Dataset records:
//! Nominal kinds classify every term in the graph.  The grammar kinds
//! the engine itself interprets are pre-assigned low ids; knowledge-base
//! kinds are registered at runtime in a `KindSpace`.

use std::collections::BTreeSet;

/// A nominal term kind.  Kinds double as the tags of the simple type
/// system: restricting a variable to `Concept` restricts the kind of
/// the values it may bind.
#[derive(Clone, Copy, Debug, Eq, Hash, Ord, PartialEq, PartialOrd)]
pub struct Kind(u16);

/// Sets of kinds are ordered: equivalence checks and round-tripped
/// declarations must not depend on hash order.
pub type KindSet = BTreeSet<Kind>;

impl Kind {
    /// The universal root: every registered kind inherits from it, and
    /// a restriction naming it restricts nothing.
    pub const ATOM: Kind = Kind(0);
    /// An ordinary variable; binds exactly one value.
    pub const VARIABLE: Kind = Kind(1);
    /// A glob variable; binds an interval-constrained run of values.
    pub const GLOB: Kind = Kind(2);
    /// Pair of a variable and a type specifier.
    pub const TYPED_VARIABLE: Kind = Kind(3);
    /// A nominal type tag.
    pub const TYPE: Kind = Kind(4);
    /// A type tag together with its recursive subtypes.
    pub const TYPE_INH: Kind = Kind(5);
    /// A type tag together with its recursive supertypes.
    pub const TYPE_CO_INH: Kind = Kind(6);
    /// Disjunction of type specifiers; empty means bottom.
    pub const TYPE_CHOICE: Kind = Kind(7);
    /// One-argument structural match template.
    pub const SIGNATURE: Kind = Kind(8);
    /// One-argument similarity template.
    pub const FUZZY: Kind = Kind(9);
    /// Two numeric bounds on a glob's match count.
    pub const INTERVAL: Kind = Kind(10);
    /// Combines an interval with type specifiers for a glob.
    pub const TYPE_SET: Kind = Kind(11);
    /// Ordered variable declaration container.
    pub const VARIABLE_LIST: Kind = Kind(12);
    /// Unordered variable declaration container.
    pub const VARIABLE_SET: Kind = Kind(13);
    /// Marker recorded next to a declaration; not a bindable variable.
    pub const ANCHOR: Kind = Kind(14);
    /// Suspends substitution for the subtree underneath.
    pub const QUOTE: Kind = Kind(15);
    /// Undoes one level of quotation.  A declaration headed by this
    /// kind is not yet in reducible form and parses to an empty model.
    pub const UNQUOTE: Kind = Kind(16);
    /// Reference to a named type alias.
    pub const DEFINED_TYPE: Kind = Kind(17);
    /// Flat ordered list; the shape a glob binds.
    pub const LIST: Kind = Kind(18);
    /// Numeric leaf; interval bounds are made of these.
    pub const NUMBER: Kind = Kind(19);

    /// The raw id, mostly useful for indexing side tables.
    #[must_use]
    pub fn id(self) -> u16 {
        self.0
    }

    pub(crate) fn from_id(id: usize) -> Self {
        assert!(id <= u16::MAX as usize, "kind space overflow");
        Kind(id as u16)
    }
}

#[test]
fn test_ids_round_trip() {
    assert_eq!(Kind::from_id(Kind::GLOB.id() as usize), Kind::GLOB);
    assert_ne!(Kind::VARIABLE, Kind::GLOB);
}

#[test]
fn test_kind_sets_are_ordered() {
    let mut set = KindSet::new();
    set.insert(Kind::LIST);
    set.insert(Kind::ATOM);
    set.insert(Kind::GLOB);

    let collected: Vec<Kind> = set.iter().copied().collect();
    assert_eq!(collected, vec![Kind::ATOM, Kind::GLOB, Kind::LIST]);
}
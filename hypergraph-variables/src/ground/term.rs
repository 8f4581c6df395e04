//! The interning term arena.
//!
//! Terms are leaves (named nodes, numeric nodes, kind references) or
//! links (a kind plus a child list).  The arena interns every term, so
//! a `TermId` is a structural identity: two terms are structurally
//! equal iff their ids are equal.  This is what lets the variable model
//! store bare ids in its sequence, set, and restriction maps and still
//! honour "two variables are the same iff their handles are
//! structurally equal".
//!
//! The arena also owns the `KindSpace` (terms are meaningless without
//! their kind names), the alias-definition table that type references
//! resolve against, and the structural-match primitive deep signature
//! restrictions delegate to.
//!
//! TODO: interned data is currently stored twice, once in the id table
//! and once as the dedup key; a fingerprint-keyed table would halve
//! that.

use super::kind::Kind;
use super::taxonomy::{KindSpace, Taxonomy};
use rustc_hash::FxHashMap;

/// A handle to an interned term.  Copyable and cheap; all structure
/// lives in the arena.
#[derive(Clone, Copy, Debug, Eq, Hash, Ord, PartialEq, PartialOrd)]
pub struct TermId(u32);

#[derive(Clone, Debug, Eq, Hash, PartialEq)]
enum Payload {
    /// Named leaf: variables, globs, anchors, knowledge-base nodes.
    Name(Box<str>),
    /// A type tag's target kind.
    KindRef(Kind),
    /// Numeric leaf, stored as bits so the arena can hash it.
    Number(u64),
    /// Link over already-interned children.
    Link(Box<[TermId]>),
}

#[derive(Clone, Debug, Eq, Hash, PartialEq)]
struct TermData {
    kind: Kind,
    payload: Payload,
}

pub struct TermArena {
    kinds: KindSpace,
    terms: Vec<TermData>,
    interned: FxHashMap<TermData, TermId>,
    definitions: FxHashMap<TermId, TermId>,
}

impl TermArena {
    #[must_use]
    pub fn new() -> Self {
        Self::with_kinds(KindSpace::new())
    }

    #[must_use]
    pub fn with_kinds(kinds: KindSpace) -> Self {
        Self {
            kinds,
            terms: Vec::new(),
            interned: FxHashMap::default(),
            definitions: FxHashMap::default(),
        }
    }

    #[must_use]
    pub fn kinds(&self) -> &KindSpace {
        &self.kinds
    }

    pub fn kinds_mut(&mut self) -> &mut KindSpace {
        &mut self.kinds
    }

    fn intern(&mut self, data: TermData) -> TermId {
        if let Some(&id) = self.interned.get(&data) {
            return id;
        }

        assert!(self.terms.len() <= u32::MAX as usize, "term arena overflow");
        let id = TermId(self.terms.len() as u32);
        self.terms.push(data.clone());
        self.interned.insert(data, id);
        id
    }

    fn data(&self, id: TermId) -> &TermData {
        &self.terms[id.0 as usize]
    }

    /// Interns a named leaf of `kind`.
    pub fn node(&mut self, kind: Kind, name: &str) -> TermId {
        self.intern(TermData {
            kind,
            payload: Payload::Name(name.into()),
        })
    }

    /// Interns an ordinary variable.
    pub fn variable(&mut self, name: &str) -> TermId {
        self.node(Kind::VARIABLE, name)
    }

    /// Interns a glob variable.
    pub fn glob(&mut self, name: &str) -> TermId {
        self.node(Kind::GLOB, name)
    }

    /// Interns a numeric leaf.
    pub fn number(&mut self, value: f64) -> TermId {
        self.intern(TermData {
            kind: Kind::NUMBER,
            payload: Payload::Number(value.to_bits()),
        })
    }

    /// Interns a type tag.  `shape` must be one of [`Kind::TYPE`],
    /// [`Kind::TYPE_INH`], [`Kind::TYPE_CO_INH`].
    pub fn type_tag(&mut self, shape: Kind, target: Kind) -> TermId {
        assert!(
            shape == Kind::TYPE || shape == Kind::TYPE_INH || shape == Kind::TYPE_CO_INH,
            "not a type tag shape"
        );
        self.intern(TermData {
            kind: shape,
            payload: Payload::KindRef(target),
        })
    }

    /// Interns a link over already-interned children.
    pub fn link(&mut self, kind: Kind, children: Vec<TermId>) -> TermId {
        self.intern(TermData {
            kind,
            payload: Payload::Link(children.into_boxed_slice()),
        })
    }

    #[must_use]
    pub fn kind(&self, id: TermId) -> Kind {
        self.data(id).kind
    }

    /// The leaf name, if the term is a named leaf.
    #[must_use]
    pub fn name(&self, id: TermId) -> Option<&str> {
        match &self.data(id).payload {
            Payload::Name(name) => Some(name),
            _ => None,
        }
    }

    /// Children of a link; empty for leaves.
    #[must_use]
    pub fn children(&self, id: TermId) -> &[TermId] {
        match &self.data(id).payload {
            Payload::Link(children) => children,
            _ => &[],
        }
    }

    #[must_use]
    pub fn arity(&self, id: TermId) -> usize {
        self.children(id).len()
    }

    #[must_use]
    pub fn number_value(&self, id: TermId) -> Option<f64> {
        match self.data(id).payload {
            Payload::Number(bits) => Some(f64::from_bits(bits)),
            _ => None,
        }
    }

    /// The kind a type tag points at.
    #[must_use]
    pub fn tag_target(&self, id: TermId) -> Option<Kind> {
        match self.data(id).payload {
            Payload::KindRef(target) => Some(target),
            _ => None,
        }
    }

    #[must_use]
    pub fn is_link(&self, id: TermId) -> bool {
        matches!(self.data(id).payload, Payload::Link(_))
    }

    /// True for ordinary variables and globs alike.
    #[must_use]
    pub fn is_variable(&self, id: TermId) -> bool {
        let kind = self.kind(id);
        kind == Kind::VARIABLE || kind == Kind::GLOB
    }

    /// True for a flat ordered list: a `LIST` link none of whose
    /// children is itself a list.  Globs bind values of this shape.
    #[must_use]
    pub fn is_flat_list(&self, id: TermId) -> bool {
        self.kind(id) == Kind::LIST
            && self
                .children(id)
                .iter()
                .all(|&child| self.kind(child) != Kind::LIST)
    }

    /// Records `definition` as the expansion of the alias `alias`.
    pub fn define(&mut self, alias: TermId, definition: TermId) {
        self.definitions.insert(alias, definition);
    }

    #[must_use]
    pub fn definition(&self, alias: TermId) -> Option<TermId> {
        self.definitions.get(&alias).copied()
    }

    /// Structural match of `value` against a signature.  `signature`
    /// must be a one-argument `SIGNATURE` link; the match recurses over
    /// the template underneath, treating embedded type tags as kind
    /// predicates rather than literal leaves.
    #[must_use]
    pub fn signature_match(&self, signature: TermId, value: TermId) -> bool {
        debug_assert_eq!(self.kind(signature), Kind::SIGNATURE);
        match self.children(signature).first() {
            Some(&template) => self.template_match(template, value),
            None => false,
        }
    }

    fn template_match(&self, template: TermId, value: TermId) -> bool {
        if template == value {
            return true;
        }

        match self.kind(template) {
            Kind::TYPE => match self.tag_target(template) {
                Some(Kind::ATOM) => true,
                Some(target) => target == self.kind(value),
                None => false,
            },
            Kind::TYPE_INH => match self.tag_target(template) {
                Some(target) => self
                    .kinds
                    .children_recursive(target)
                    .contains(&self.kind(value)),
                None => false,
            },
            Kind::TYPE_CO_INH => match self.tag_target(template) {
                Some(target) => self
                    .kinds
                    .parents_recursive(target)
                    .contains(&self.kind(value)),
                None => false,
            },
            Kind::TYPE_CHOICE => self
                .children(template)
                .iter()
                .any(|&branch| self.template_match(branch, value)),
            _ => {
                self.is_link(template)
                    && self.is_link(value)
                    && self.kind(template) == self.kind(value)
                    && self.arity(template) == self.arity(value)
                    && self
                        .children(template)
                        .iter()
                        .zip(self.children(value))
                        .all(|(&t, &v)| self.template_match(t, v))
            }
        }
    }

    /// Renders a term as an s-expression, for diagnostics.
    #[must_use]
    pub fn display(&self, id: TermId) -> String {
        let kind_name = self.kinds.name(self.kind(id));
        match &self.data(id).payload {
            Payload::Name(name) => format!("({} \"{}\")", kind_name, name),
            Payload::KindRef(target) => format!("({} {})", kind_name, self.kinds.name(*target)),
            Payload::Number(bits) => format!("({} {})", kind_name, f64::from_bits(*bits)),
            Payload::Link(children) => {
                let mut out = format!("({}", kind_name);
                for &child in children.iter() {
                    out.push(' ');
                    out.push_str(&self.display(child));
                }
                out.push(')');
                out
            }
        }
    }
}

impl Default for TermArena {
    fn default() -> Self {
        Self::new()
    }
}

#[test]
fn test_interning_is_structural_identity() {
    let mut arena = TermArena::new();
    let x1 = arena.variable("$x");
    let x2 = arena.variable("$x");
    let y = arena.variable("$y");
    assert_eq!(x1, x2);
    assert_ne!(x1, y);

    let l1 = arena.link(Kind::LIST, vec![x1, y]);
    let l2 = arena.link(Kind::LIST, vec![x2, y]);
    let l3 = arena.link(Kind::LIST, vec![y, x1]);
    assert_eq!(l1, l2);
    assert_ne!(l1, l3);

    // Same name, different kind: different term.
    let g = arena.glob("$x");
    assert_ne!(x1, g);
}

#[test]
fn test_accessors() {
    let mut arena = TermArena::new();
    let x = arena.variable("$x");
    let two = arena.number(2.0);
    let list = arena.link(Kind::LIST, vec![x, two]);

    assert_eq!(arena.kind(list), Kind::LIST);
    assert_eq!(arena.children(list), &[x, two]);
    assert_eq!(arena.arity(list), 2);
    assert_eq!(arena.arity(x), 0);
    assert_eq!(arena.name(x), Some("$x"));
    assert_eq!(arena.name(list), None);
    assert_eq!(arena.number_value(two), Some(2.0));
    assert_eq!(arena.number_value(x), None);
    assert!(arena.is_link(list));
    assert!(!arena.is_link(x));
    assert!(arena.is_variable(x));
    assert!(!arena.is_variable(two));
}

#[test]
fn test_flat_list_predicate() {
    let mut arena = TermArena::new();
    let x = arena.variable("$x");
    let flat = arena.link(Kind::LIST, vec![x]);
    let nested = arena.link(Kind::LIST, vec![flat]);

    assert!(arena.is_flat_list(flat));
    assert!(!arena.is_flat_list(nested));
    assert!(!arena.is_flat_list(x));
}

#[test]
fn test_alias_definitions() {
    let mut arena = TermArena::new();
    let concept = arena.kinds_mut().register("Concept", &[]);
    let alias = arena.node(Kind::DEFINED_TYPE, "MyType");
    let tag = arena.type_tag(Kind::TYPE, concept);

    assert_eq!(arena.definition(alias), None);
    arena.define(alias, tag);
    assert_eq!(arena.definition(alias), Some(tag));
}

#[test]
fn test_signature_match_on_kind_tags() {
    let mut arena = TermArena::new();
    let node = arena.kinds_mut().register("Node", &[]);
    let concept = arena.kinds_mut().register("Concept", &[node]);
    let predicate = arena.kinds_mut().register("Predicate", &[node]);

    let tiger = arena.node(concept, "tiger");
    let eats = arena.node(predicate, "eats");

    let concept_tag = arena.type_tag(Kind::TYPE, concept);
    let sig = arena.link(Kind::SIGNATURE, vec![concept_tag]);
    assert!(arena.signature_match(sig, tiger));
    assert!(!arena.signature_match(sig, eats));

    // Inheritance-aware tags accept descendants.
    let node_inh = arena.type_tag(Kind::TYPE_INH, node);
    let inh_sig = arena.link(Kind::SIGNATURE, vec![node_inh]);
    assert!(arena.signature_match(inh_sig, tiger));
    assert!(arena.signature_match(inh_sig, eats));
}

#[test]
fn test_signature_match_on_structure() {
    let mut arena = TermArena::new();
    let concept = arena.kinds_mut().register("Concept", &[]);
    let inheritance = arena.kinds_mut().register("Inheritance", &[]);

    let animal = arena.node(concept, "animal");
    let tiger = arena.node(concept, "tiger");
    let stone = arena.node(concept, "stone");

    // (Inheritance (Type Concept) (Concept "animal")): first child by
    // kind, second child literally.
    let concept_tag = arena.type_tag(Kind::TYPE, concept);
    let template = arena.link(inheritance, vec![concept_tag, animal]);
    let sig = arena.link(Kind::SIGNATURE, vec![template]);

    let fits = arena.link(inheritance, vec![tiger, animal]);
    let wrong_tail = arena.link(inheritance, vec![tiger, stone]);
    let wrong_arity = arena.link(inheritance, vec![tiger]);

    assert!(arena.signature_match(sig, fits));
    assert!(!arena.signature_match(sig, wrong_tail));
    assert!(!arena.signature_match(sig, wrong_arity));
    assert!(!arena.signature_match(sig, tiger));
}

#[test]
fn test_display() {
    let mut arena = TermArena::new();
    let concept = arena.kinds_mut().register("Concept", &[]);
    let tag = arena.type_tag(Kind::TYPE, concept);
    let x = arena.variable("$x");
    let pair = arena.link(Kind::TYPED_VARIABLE, vec![x, tag]);

    assert_eq!(
        arena.display(pair),
        "(TypedVariable (Variable \"$x\") (Type Concept))"
    );
}
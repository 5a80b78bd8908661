//! Project user commands
//!
//! The project may be given by name; it is resolved to its id first so
//! that follow-up status queries stay scoped to the project.

use tcctl_core::ResourceKind;
use tcctl_core::models::UserDefinition;
use tcctl_core::validation::{validate_user_name, validate_user_name_or_id};

use super::CommandContext;
use super::async_utils::{render_operation, run_create, run_delete};
use super::utils::{confirm_delete, resolve_project_id, tags};
use crate::cli::ProjectUserCommands;
use crate::error::Result as CliResult;
use crate::output::TableView;

pub async fn handle_project_user_command(
    ctx: &CommandContext<'_>,
    cmd: &ProjectUserCommands,
) -> CliResult<()> {
    match cmd {
        ProjectUserCommands::Create {
            project,
            name,
            role,
            tags: tag_args,
            wait,
        } => {
            validate_user_name(name)?;
            let definition = UserDefinition::new(name, role.to_string()).with_tags(tags(tag_args)?);

            let conn = ctx.connect()?;
            let project_id = resolve_project_id(&conn.client, project).await?;
            run_create(
                ctx,
                &conn,
                ResourceKind::ProjectUser,
                Some(&project_id),
                wait,
                TableView::Users,
                conn.client.create_project_user(&project_id, &definition),
            )
            .await
        }
        ProjectUserCommands::Delete {
            project,
            name,
            yes,
            wait,
        } => {
            validate_user_name_or_id(name)?;
            let conn = ctx.connect()?;
            let project_id = resolve_project_id(&conn.client, project).await?;
            if !confirm_delete("project user", name, *yes)? {
                return Ok(());
            }
            run_delete(
                ctx,
                &conn,
                ResourceKind::ProjectUser,
                Some(&project_id),
                wait,
                conn.client.delete_project_user(&project_id, name),
            )
            .await
        }
        ProjectUserCommands::List { project } => {
            let conn = ctx.connect()?;
            let project_id = resolve_project_id(&conn.client, project).await?;
            let operation = conn.client.list_project_users(&project_id).await?;
            render_operation(ctx, operation, Some(TableView::Users))
        }
        ProjectUserCommands::Show { project, name } => {
            validate_user_name_or_id(name)?;
            let conn = ctx.connect()?;
            let project_id = resolve_project_id(&conn.client, project).await?;
            let operation = conn.client.get_project_user(&project_id, name).await?;
            render_operation(ctx, operation, Some(TableView::Users))
        }
    }
}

• WORK INSTRUCTION
From the entries above, show each line that includes the string "against".

• EXERCISE OUTPUT
//! resolve against, and the structural-match primitive deep signature
    /// Structural match of `value` against a signature.  `signature`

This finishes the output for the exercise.